Exercise directions: Write the records below out again. Match them exactly.

*** Opening Supplied records ***

//! Acquisition request and resolved-destination value types.

use std::path::{Path, PathBuf};

use super::error::AcquireError;

/// An immutable request to acquire one remote document.
///
/// Constructed per call and validated up front: a malformed URL or empty
/// display name fails fast before any I/O.
#[derive(Debug, Clone)]
pub struct AcquisitionRequest {
    source_url: String,
    display_name: String,
    explicit_dir: Option<PathBuf>,
    prefer_private_storage: bool,
}

impl AcquisitionRequest {
    /// Creates a validated request.
    ///
    /// # Errors
    ///
    /// Returns [`AcquireError::InvalidInput`] when the URL is empty or not
    /// http/https, or when the display name is empty after trimming.
    pub fn new(
        source_url: impl Into<String>,
        display_name: impl Into<String>,
    ) -> Result<Self, AcquireError> {
        let source_url = source_url.into();
        let display_name = display_name.into();

        if !source_url.starts_with("http://") && !source_url.starts_with("https://") {
            return Err(AcquireError::invalid_input(format!(
                "source URL must be http or https: {source_url:?}"
            )));
        }
        if display_name.trim().is_empty() {
            return Err(AcquireError::invalid_input("display name must not be empty"));
        }

        Ok(Self {
            source_url,
            display_name,
            explicit_dir: None,
            prefer_private_storage: false,
        })
    }

    /// Requests an explicit destination directory, used verbatim.
    #[must_use]
    pub fn with_destination_dir(mut self, dir: impl Into<PathBuf>) -> Self {
        self.explicit_dir = Some(dir.into());
        self
    }

    /// Requests app-private storage regardless of permission state.
    #[must_use]
    pub fn prefer_private_storage(mut self, prefer: bool) -> Self {
        self.prefer_private_storage = prefer;
        self
    }

    /// Copy of this request with private storage forced on and any explicit
    /// directory cleared. Used by the open-after-download path, where private
    /// storage guarantees the viewer can read the file without further
    /// permission negotiation; an explicit directory would route around that.
    #[must_use]
    pub(crate) fn forcing_private_storage(&self) -> Self {
        let mut forced = self.clone();
        forced.prefer_private_storage = true;
        forced.explicit_dir = None;
        forced
    }

    #[must_use]
    pub fn source_url(&self) -> &str {
        &self.source_url
    }

    #[must_use]
    pub fn display_name(&self) -> &str {
        &self.display_name
    }

    #[must_use]
    pub fn explicit_dir(&self) -> Option<&Path> {
        self.explicit_dir.as_deref()
    }

    #[must_use]
    pub fn prefers_private_storage(&self) -> bool {
        self.prefer_private_storage
    }
}

/// The concrete destination derived for one request, discarded after use.
#[derive(Debug, Clone, PartialEq, Eq)]
pub struct ResolvedDestination {
    /// Directory the file lands in; exists on disk.
    pub directory: PathBuf,
    /// Derived filename including extension.
    pub file_name: String,
    /// `directory` joined with `file_name`.
    pub full_path: PathBuf,
    /// Whether app-private storage was selected.
    pub used_private_storage: bool,
}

*** Closing Supplied records ***

Answer for the task:
//! Acquisition request and resolved-destination value types.

use std::path::{Path, PathBuf};

use super::error::AcquireError;

/// An immutable request to acquire one remote document.
///
/// Constructed per call and validated up front: a malformed URL or empty
/// display name fails fast before any I/O.
#[derive(Debug, Clone)]
pub struct AcquisitionRequest {
    source_url: String,
    display_name: String,
    explicit_dir: Option<PathBuf>,
    prefer_private_storage: bool,
}

impl AcquisitionRequest {
    /// Creates a validated request.
    ///
    /// # Errors
    ///
    /// Returns [`AcquireError::InvalidInput`] when the URL is empty or not
    /// http/https, or when the display name is empty after trimming.
    pub fn new(
        source_url: impl Into<String>,
        display_name: impl Into<String>,
    ) -> Result<Self, AcquireError> {
        let source_url = source_url.into();
        let display_name = display_name.into();

        if !source_url.starts_with("http://") && !source_url.starts_with("https://") {
            return Err(AcquireError::invalid_input(format!(
                "source URL must be http or https: {source_url:?}"
            )));
        }
        if display_name.trim().is_empty() {
            return Err(AcquireError::invalid_input("display name must not be empty"));
        }

        Ok(Self {
            source_url,
            display_name,
            explicit_dir: None,
            prefer_private_storage: false,
        })
    }

    /// Requests an explicit destination directory, used verbatim.
    #[must_use]
    pub fn with_destination_dir(mut self, dir: impl Into<PathBuf>) -> Self {
        self.explicit_dir = Some(dir.into());
        self
    }

    /// Requests app-private storage regardless of permission state.
    #[must_use]
    pub fn prefer_private_storage(mut self, prefer: bool) -> Self {
        self.prefer_private_storage = prefer;
        self
    }

    /// Copy of this request with private storage forced on and any explicit
    /// directory cleared. Used by the open-after-download path, where private
    /// storage guarantees the viewer can read the file without further
    /// permission negotiation; an explicit directory would route around that.
    #[must_use]
    pub(crate) fn forcing_private_storage(&self) -> Self {
        let mut forced = self.clone();
        forced.prefer_private_storage = true;
        forced.explicit_dir = None;
        forced
    }

    #[must_use]
    pub fn source_url(&self) -> &str {
        &self.source_url
    }

    #[must_use]
    pub fn display_name(&self) -> &str {
        &self.display_name
    }

    #[must_use]
    pub fn explicit_dir(&self) -> Option<&Path> {
        self.explicit_dir.as_deref()
    }

    #[must_use]
    pub fn prefers_private_storage(&self) -> bool {
        self.prefer_private_storage
    }
}

/// The concrete destination derived for one request, discarded after use.
#[derive(Debug, Clone, PartialEq, Eq)]
pub struct ResolvedDestination {
    /// Directory the file lands in; exists on disk.
    pub directory: PathBuf,
    /// Derived filename including extension.
    pub file_name: String,
    /// `directory` joined with `file_name`.
    pub full_path: PathBuf,
    /// Whether app-private storage was selected.
    pub used_private_storage: bool,
}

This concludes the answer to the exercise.